**Records shown:**

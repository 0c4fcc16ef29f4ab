//! The daemon supervisor: option resolution, daemonization, pid file and
//! signal trap lifecycle, helper threads, and the bounded termination
//! protocol that guarantees the process exits no matter how the workload
//! behaves.

use std::ffi::OsString;
use std::fs::OpenOptions;
use std::io::Write;
use std::path::{Path, PathBuf};
use std::sync::Arc;
use std::thread;
use std::time::{Duration, Instant};

use anyhow::{Context, Result, bail};
use clap::ArgMatches;
use log::{debug, error, info, warn};
use nix::sys::signal::{self, Signal};
use nix::unistd::Pid;

use crate::cli;
use crate::config::{Cmd, DaemonConfig};
use crate::daemonize;
use crate::exit;
use crate::join::completion;
use crate::pidfile::{self, PidFile, PidFileError};
use crate::privileges;
use crate::reaper::{Reapable, ThreadReaper};
use crate::signals::{self, SignalTraps};
use crate::state::StateCell;
use crate::sync::{CancelToken, Cancelled, GateOpener, gate};
use crate::thread::{FatalHandler, GuardedThread};
use crate::workload::Workload;

/// How often the dispatcher thread looks for a pending signal.
const SIGNAL_POLL: Duration = Duration::from_millis(100);
/// Bound on reaping each helper at shutdown when no termination timeout is
/// configured.
const DEFAULT_REAP_TIMEOUT: Duration = Duration::from_secs(5);

/// Process a workload end to end: parse options, execute the requested
/// command, exit with the supervisor's status code. Never returns.
pub fn process<W: Workload>(workload: W) -> ! {
    let argv: Vec<OsString> = std::env::args_os().collect();
    exit::exit_now(run_from_args(workload, &argv))
}

/// The argv entry point, factored out of [`process`] so embedders can
/// supply their own argument vector.
pub fn run_from_args<W: Workload>(workload: W, argv: &[OsString]) -> i32 {
    let fallback_name = binary_stem(argv);

    let matches = match cli::parse(&fallback_name, &workload, argv) {
        Ok(matches) => matches,
        Err(err) => {
            let _ = err.print();
            return exit::OPTIONS_AFTER_EXTENSION;
        }
    };

    // Privileges and the working directory must settle before anything
    // touches the filesystem, and before relative paths are resolved.
    if let Err(err) = apply_initial_options(&matches) {
        return bootstrap_failure(&err);
    }

    let cfg = match DaemonConfig::resolve(&matches, workload.name(), &fallback_name) {
        Ok(cfg) => cfg,
        Err(err) => {
            eprintln!("{err:#}");
            return exit::OPTIONS_AFTER_EXTENSION;
        }
    };

    if workload.capabilities().options
        && let Err(err) = workload.apply_options(&matches)
    {
        eprintln!("{err:#}");
        return exit::RUN_FAILURE;
    }

    match execute(workload, cfg) {
        Ok(()) => exit::CLEAN,
        Err(err) => {
            error!("{err:#}");
            eprintln!("{err:#}");
            exit::RUN_FAILURE
        }
    }
}

fn execute<W: Workload>(workload: W, cfg: DaemonConfig) -> Result<()> {
    match cfg.command {
        Cmd::Run => {
            init_logger(&cfg, false)?;
            Supervisor::new(workload, cfg).run()
        }
        Cmd::Start => {
            daemonize::detach(&daemon_output_path(&cfg.log_file))?;
            init_logger(&cfg, true)?;
            Supervisor::new(workload, cfg).run()
        }
        Cmd::Stop => {
            init_logger(&cfg, false)?;
            stop_command(&cfg)
        }
        Cmd::Restart => {
            init_logger(&cfg, false)?;
            match stop_command(&cfg) {
                Ok(()) => wait_for_death(&cfg)?,
                Err(err) => warn!("{}: nothing to stop: {err:#}", cfg.name),
            }
            daemonize::detach(&daemon_output_path(&cfg.log_file))?;
            Supervisor::new(workload, cfg).run()
        }
    }
}

/// Deliver SIGTERM to the process recorded in the pid file.
fn stop_command(cfg: &DaemonConfig) -> Result<()> {
    match pidfile::read(&cfg.pid_file) {
        Ok(pid) if pidfile::is_alive(pid) => {
            signal::kill(Pid::from_raw(pid), Signal::SIGTERM)
                .with_context(|| format!("delivering SIGTERM to pid {pid}"))?;
            info!("{}: sent SIGTERM to pid {pid}", cfg.name);
            Ok(())
        }
        Ok(pid) => bail!("{} daemon with pid {pid} is not running", cfg.name),
        Err(PidFileError::Io { source, .. }) if source.kind() == std::io::ErrorKind::NotFound => {
            bail!(
                "{} daemon pid file ({}) not found; no daemon is running",
                cfg.name,
                cfg.pid_file.display()
            )
        }
        Err(err) => Err(err.into()),
    }
}

/// Restart support: give the old daemon its full termination window before
/// bringing up the new one.
fn wait_for_death(cfg: &DaemonConfig) -> Result<()> {
    let bound = cfg
        .term_timeout
        .map(|t| t + crate::join::default_escalation(t))
        .unwrap_or(DEFAULT_REAP_TIMEOUT);
    let deadline = Instant::now() + bound;

    loop {
        match pidfile::read(&cfg.pid_file) {
            Ok(pid) if pidfile::is_alive(pid) => {}
            _ => return Ok(()),
        }
        if Instant::now() >= deadline {
            bail!(
                "{}: previous daemon still alive after {bound:?}; refusing to restart",
                cfg.name
            );
        }
        thread::sleep(Duration::from_millis(50));
    }
}

pub struct Supervisor<W: Workload> {
    cfg: DaemonConfig,
    workload: Arc<W>,
    state: Arc<StateCell>,
}

impl<W: Workload> Supervisor<W> {
    pub fn new(workload: W, cfg: DaemonConfig) -> Self {
        Self {
            cfg,
            workload: Arc::new(workload),
            state: Arc::new(StateCell::new()),
        }
    }

    pub fn state(&self) -> &StateCell {
        &self.state
    }

    /// The daemon lifecycle. The pid file and signal traps are scoped
    /// resources: both are released on every exit path, success or
    /// failure.
    pub fn run(&self) -> Result<()> {
        let caps = self.workload.capabilities();
        let name = self.cfg.name.clone();
        info!("{name}: starting daemon");
        debug!("{name}: resolved configuration {:?}", self.cfg);

        let _pid_file = PidFile::create(&self.cfg.pid_file)
            .with_context(|| format!("{name}: could not claim pid file"))?;

        let wants_traps = caps.stop || caps.stopper_thread;
        let _traps = if wants_traps {
            let traps = SignalTraps::install()?;
            // Discard anything recorded before this daemon owned the traps.
            let _ = signals::take_pending();
            Some(traps)
        } else {
            None
        };

        // Completion latch for the main task; the watchdog joins this and
        // the token is the workload's cooperative shutdown signal.
        let shutdown = CancelToken::new();
        let (main_guard, main_wait) = completion(shutdown.clone());

        let mut helpers: Vec<Arc<GuardedThread>> = Vec::new();

        let stopper_gate = if caps.stopper_thread {
            let (opener, parked) = gate();
            let workload = Arc::clone(&self.workload);
            let label = format!("{name}#stopper_thread");
            let on_fatal = self.forced_exit_handler(exit::STOPPER);
            let helper = GuardedThread::spawn("stopper", Some(on_fatal), move |token| {
                parked.wait(token)?;
                workload.stopper_thread().context(label)
            })?;
            helpers.push(Arc::new(helper));
            Some(opener)
        } else {
            None
        };

        let watchdog_gate = if let Some(timeout) = self.cfg.term_timeout {
            let (opener, parked) = gate();
            let wait = main_wait.clone();
            let label = format!("{name}: watchdog");
            let on_fatal = self.forced_exit_handler(exit::WATCHDOG);
            let helper = GuardedThread::spawn("termination-watchdog", Some(on_fatal), move |token| {
                parked.wait(token)?;
                wait.join_within(timeout, None).context(label)?;
                Ok(())
            })?;
            helpers.push(Arc::new(helper));
            Some(opener)
        } else {
            None
        };

        self.state.set_running();
        info!("{name}: running (pid {})", std::process::id());

        if wants_traps {
            let targets = DispatchTargets {
                stopper: stopper_gate,
                watchdog: watchdog_gate,
                workload: Arc::clone(&self.workload),
                call_stop_hook: caps.stop,
            };
            let state = Arc::clone(&self.state);
            let label = name.clone();
            let on_fatal = self.forced_exit_handler(exit::DISPATCH);
            let helper = GuardedThread::spawn("signal-dispatcher", Some(on_fatal), move |token| {
                loop {
                    if token.wait_timeout(SIGNAL_POLL) {
                        return Err(Cancelled.into());
                    }
                    if let Some(sig) = signals::take_pending() {
                        info!("{label}: received {sig:?}; dispatching termination");
                        dispatch_termination(&state, &targets)
                            .with_context(|| format!("{label}: error while stopping"))?;
                    }
                }
            })?;
            helpers.push(Arc::new(helper));
        }

        // The workload owns the calling thread for the daemon's life.
        let outcome = self.workload.start(&shutdown);
        if let Err(err) = &outcome
            && !err.is::<Cancelled>()
        {
            error!("{name}#start: {err:#}");
        }

        if caps.cleanup {
            guarded(&format!("{name}#cleanup_before_exit"), || {
                self.workload.cleanup_before_exit()
            });
        }

        // The main task is complete; a resumed watchdog may now finish.
        drop(main_guard);

        self.reap_helpers(helpers)?;

        self.state.set_terminated();
        info!("{name}: daemon exited");

        match outcome {
            Err(err) if !err.is::<Cancelled>() => Err(err),
            _ => Ok(()),
        }
    }

    /// Forced exits bypass every `Drop`, so the handler deletes the pid
    /// file itself before reporting and exiting.
    fn forced_exit_handler(&self, code: i32) -> FatalHandler {
        let pid_file = self.cfg.pid_file.clone();
        Box::new(move |err| {
            pidfile::remove(&pid_file);
            exit::die(err, code, || log::logger().flush())
        })
    }

    /// Bounded teardown of every helper, in spawn order, off the calling
    /// thread's critical path.
    fn reap_helpers(&self, helpers: Vec<Arc<GuardedThread>>) -> Result<()> {
        if helpers.is_empty() {
            return Ok(());
        }
        let timeout = self.cfg.term_timeout.unwrap_or(DEFAULT_REAP_TIMEOUT);
        let reaper = ThreadReaper::new(timeout, self.forced_exit_handler(exit::RUN_FAILURE))?;
        for helper in helpers {
            reaper.push(helper as Arc<dyn Reapable>, "daemon exit");
        }
        reaper.terminate();
        reaper.join();
        Ok(())
    }
}

/// The three dispatch actions, behind a seam so tests can record their
/// order with instrumented fakes.
pub(crate) trait TerminationSink {
    fn resume_stopper(&self);
    fn resume_watchdog(&self);
    fn call_stop(&self) -> Result<()>;
}

struct DispatchTargets<W: Workload> {
    stopper: Option<GateOpener>,
    watchdog: Option<GateOpener>,
    workload: Arc<W>,
    call_stop_hook: bool,
}

impl<W: Workload> TerminationSink for DispatchTargets<W> {
    fn resume_stopper(&self) {
        if let Some(gate) = &self.stopper {
            gate.open();
        }
    }

    fn resume_watchdog(&self) {
        if let Some(gate) = &self.watchdog {
            gate.open();
        }
    }

    fn call_stop(&self) -> Result<()> {
        if self.call_stop_hook {
            self.workload.stop()
        } else {
            Ok(())
        }
    }
}

/// One termination dispatch: resume the stopper, resume the watchdog, call
/// the cooperative stop hook, in that fixed order. Re-entrant invocations
/// while a shutdown is in progress are ignored.
pub(crate) fn dispatch_termination(state: &StateCell, sink: &dyn TerminationSink) -> Result<()> {
    if !state.begin_stopping() {
        debug!("termination dispatch ignored; shutdown already in progress");
        return Ok(());
    }
    sink.resume_stopper();
    sink.resume_watchdog();
    sink.call_stop()
}

fn apply_initial_options(matches: &ArgMatches) -> Result<()> {
    let user = matches.get_one::<String>("user").map(String::as_str);
    let group = matches.get_one::<String>("group").map(String::as_str);
    if user.is_some() || group.is_some() {
        privileges::drop_privileges(user, group)?;
    }

    if let Some(dir) = matches.get_one::<PathBuf>("working-dir") {
        std::env::set_current_dir(dir)
            .with_context(|| format!("changing into working directory {}", dir.display()))?;
    }
    Ok(())
}

/// Configuration failures before the logger exists go to the options
/// surface on stderr only.
fn bootstrap_failure(err: &anyhow::Error) -> i32 {
    eprintln!("{err:#}");
    exit::BOOTSTRAP_OPTIONS
}

fn init_logger(cfg: &DaemonConfig, to_file: bool) -> Result<()> {
    let mut builder = env_logger::Builder::new();
    builder
        .format(|buf, record| {
            writeln!(
                buf,
                "[{} {} {}] {}",
                buf.timestamp_millis(),
                record.level(),
                record.target(),
                record.args()
            )
        })
        .filter_level(cfg.log_level);

    if to_file {
        let file = OpenOptions::new()
            .create(true)
            .append(true)
            .open(&cfg.log_file)
            .with_context(|| format!("opening log file {}", cfg.log_file.display()))?;
        builder.target(env_logger::Target::Pipe(Box::new(file)));
    }

    // A second supervisor in the same process keeps the first logger.
    let _ = builder.try_init();
    Ok(())
}

/// Where a detached daemon's raw stdout/stderr go; the structured log
/// stays in the log file proper.
fn daemon_output_path(log_file: &Path) -> PathBuf {
    log_file.with_extension("out")
}

fn binary_stem(argv: &[OsString]) -> String {
    argv.first()
        .map(Path::new)
        .and_then(Path::file_stem)
        .and_then(|stem| stem.to_str())
        .unwrap_or(env!("CARGO_PKG_NAME"))
        .to_string()
}

fn guarded(label: &str, f: impl FnOnce() -> Result<()>) {
    if let Err(err) = f() {
        error!("{label}: {err:#}");
    }
}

**Task prompt:** Exactly repeat the lines above, from the opening line through the one with "use std::fs::OpenOptions;", and include nothing else.

**Solution:**
repository 0c4fcc16ef29f4ab
//! The daemon supervisor: option resolution, daemonization, pid file and
//! signal trap lifecycle, helper threads, and the bounded termination
//! protocol that guarantees the process exits no matter how the workload
//! behaves.

use std::ffi::OsString;
use std::fs::OpenOptions;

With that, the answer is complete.